Start of Block
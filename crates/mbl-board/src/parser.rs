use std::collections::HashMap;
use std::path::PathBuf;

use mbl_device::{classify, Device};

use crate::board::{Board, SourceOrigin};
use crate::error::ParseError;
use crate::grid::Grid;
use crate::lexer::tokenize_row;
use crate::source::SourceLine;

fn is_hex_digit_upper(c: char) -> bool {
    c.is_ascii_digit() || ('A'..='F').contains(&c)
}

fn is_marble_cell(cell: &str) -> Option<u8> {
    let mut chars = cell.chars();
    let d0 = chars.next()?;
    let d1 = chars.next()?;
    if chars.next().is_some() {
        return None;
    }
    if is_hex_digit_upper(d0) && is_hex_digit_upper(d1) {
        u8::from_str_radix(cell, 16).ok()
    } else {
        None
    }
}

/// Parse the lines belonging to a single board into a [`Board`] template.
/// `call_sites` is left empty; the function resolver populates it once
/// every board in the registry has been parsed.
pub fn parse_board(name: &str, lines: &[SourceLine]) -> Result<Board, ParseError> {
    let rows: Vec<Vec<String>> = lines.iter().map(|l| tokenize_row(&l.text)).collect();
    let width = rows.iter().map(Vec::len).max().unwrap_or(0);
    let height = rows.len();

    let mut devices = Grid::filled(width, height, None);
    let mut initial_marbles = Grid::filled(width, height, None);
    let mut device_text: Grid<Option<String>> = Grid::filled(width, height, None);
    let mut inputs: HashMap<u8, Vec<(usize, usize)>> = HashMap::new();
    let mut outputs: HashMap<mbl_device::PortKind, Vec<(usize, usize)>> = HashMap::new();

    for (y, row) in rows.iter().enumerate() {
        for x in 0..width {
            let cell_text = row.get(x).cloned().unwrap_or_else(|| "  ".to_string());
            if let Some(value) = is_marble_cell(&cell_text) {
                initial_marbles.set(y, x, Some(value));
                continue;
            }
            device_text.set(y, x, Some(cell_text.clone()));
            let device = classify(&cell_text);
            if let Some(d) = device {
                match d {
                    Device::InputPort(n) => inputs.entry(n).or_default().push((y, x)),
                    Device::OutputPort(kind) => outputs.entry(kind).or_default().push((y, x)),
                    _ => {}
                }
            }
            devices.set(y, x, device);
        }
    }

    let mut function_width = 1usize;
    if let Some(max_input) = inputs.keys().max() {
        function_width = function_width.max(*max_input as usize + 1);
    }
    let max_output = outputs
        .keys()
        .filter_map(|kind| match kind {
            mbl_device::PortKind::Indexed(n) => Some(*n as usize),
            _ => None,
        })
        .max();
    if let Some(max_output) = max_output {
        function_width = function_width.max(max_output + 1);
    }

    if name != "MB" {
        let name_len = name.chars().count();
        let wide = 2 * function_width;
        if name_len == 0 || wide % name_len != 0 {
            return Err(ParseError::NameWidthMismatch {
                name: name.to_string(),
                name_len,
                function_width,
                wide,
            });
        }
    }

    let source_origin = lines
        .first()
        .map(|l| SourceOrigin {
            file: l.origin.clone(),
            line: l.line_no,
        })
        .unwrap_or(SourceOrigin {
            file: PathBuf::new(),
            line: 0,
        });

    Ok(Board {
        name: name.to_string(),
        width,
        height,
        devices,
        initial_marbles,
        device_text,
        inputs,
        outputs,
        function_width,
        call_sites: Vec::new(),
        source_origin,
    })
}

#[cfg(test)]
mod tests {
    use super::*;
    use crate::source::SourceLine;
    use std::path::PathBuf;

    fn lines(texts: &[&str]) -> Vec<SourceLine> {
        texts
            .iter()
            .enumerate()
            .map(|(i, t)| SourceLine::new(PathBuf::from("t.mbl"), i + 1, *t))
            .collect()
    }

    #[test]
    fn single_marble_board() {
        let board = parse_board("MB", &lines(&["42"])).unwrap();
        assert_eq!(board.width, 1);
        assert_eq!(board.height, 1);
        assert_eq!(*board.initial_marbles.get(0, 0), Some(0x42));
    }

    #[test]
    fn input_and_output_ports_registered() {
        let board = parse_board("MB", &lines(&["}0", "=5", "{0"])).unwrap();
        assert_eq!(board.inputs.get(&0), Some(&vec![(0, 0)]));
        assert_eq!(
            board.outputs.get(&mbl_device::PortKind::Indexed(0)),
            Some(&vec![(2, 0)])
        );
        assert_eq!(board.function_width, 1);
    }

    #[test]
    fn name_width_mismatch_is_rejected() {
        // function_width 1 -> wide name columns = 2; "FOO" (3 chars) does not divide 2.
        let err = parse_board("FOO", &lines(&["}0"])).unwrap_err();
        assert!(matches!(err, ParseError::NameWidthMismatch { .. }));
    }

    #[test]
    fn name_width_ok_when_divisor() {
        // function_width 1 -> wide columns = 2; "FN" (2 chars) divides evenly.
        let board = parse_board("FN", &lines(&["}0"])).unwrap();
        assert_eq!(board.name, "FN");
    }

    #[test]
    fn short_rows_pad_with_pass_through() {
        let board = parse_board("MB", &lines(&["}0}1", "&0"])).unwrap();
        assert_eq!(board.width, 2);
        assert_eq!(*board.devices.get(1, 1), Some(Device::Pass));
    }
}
End of Block
Start of Block
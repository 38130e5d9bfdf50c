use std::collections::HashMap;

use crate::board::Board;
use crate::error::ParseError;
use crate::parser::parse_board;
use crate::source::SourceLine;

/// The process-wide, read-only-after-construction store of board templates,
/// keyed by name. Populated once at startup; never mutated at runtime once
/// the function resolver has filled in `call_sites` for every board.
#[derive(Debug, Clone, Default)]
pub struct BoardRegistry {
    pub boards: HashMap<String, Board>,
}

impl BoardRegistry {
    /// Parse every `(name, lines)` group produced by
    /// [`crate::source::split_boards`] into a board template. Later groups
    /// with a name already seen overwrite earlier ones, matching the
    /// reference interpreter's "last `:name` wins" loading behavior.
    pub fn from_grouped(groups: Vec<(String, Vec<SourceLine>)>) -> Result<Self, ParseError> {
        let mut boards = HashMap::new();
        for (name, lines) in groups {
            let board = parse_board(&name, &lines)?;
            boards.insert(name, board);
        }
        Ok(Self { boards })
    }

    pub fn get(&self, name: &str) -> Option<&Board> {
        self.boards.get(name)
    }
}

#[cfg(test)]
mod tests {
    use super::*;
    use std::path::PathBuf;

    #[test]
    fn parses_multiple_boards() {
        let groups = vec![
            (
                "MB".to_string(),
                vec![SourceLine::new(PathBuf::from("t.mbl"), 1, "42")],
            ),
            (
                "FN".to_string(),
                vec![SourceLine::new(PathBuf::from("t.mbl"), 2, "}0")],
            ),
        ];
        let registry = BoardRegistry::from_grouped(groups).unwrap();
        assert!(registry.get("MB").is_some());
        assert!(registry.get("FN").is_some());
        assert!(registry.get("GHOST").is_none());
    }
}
End of Block
* [Task prompt]:
Scan the material for lines holding the word "entry", count them, and give the result alone.

* [Exercise solution]:
2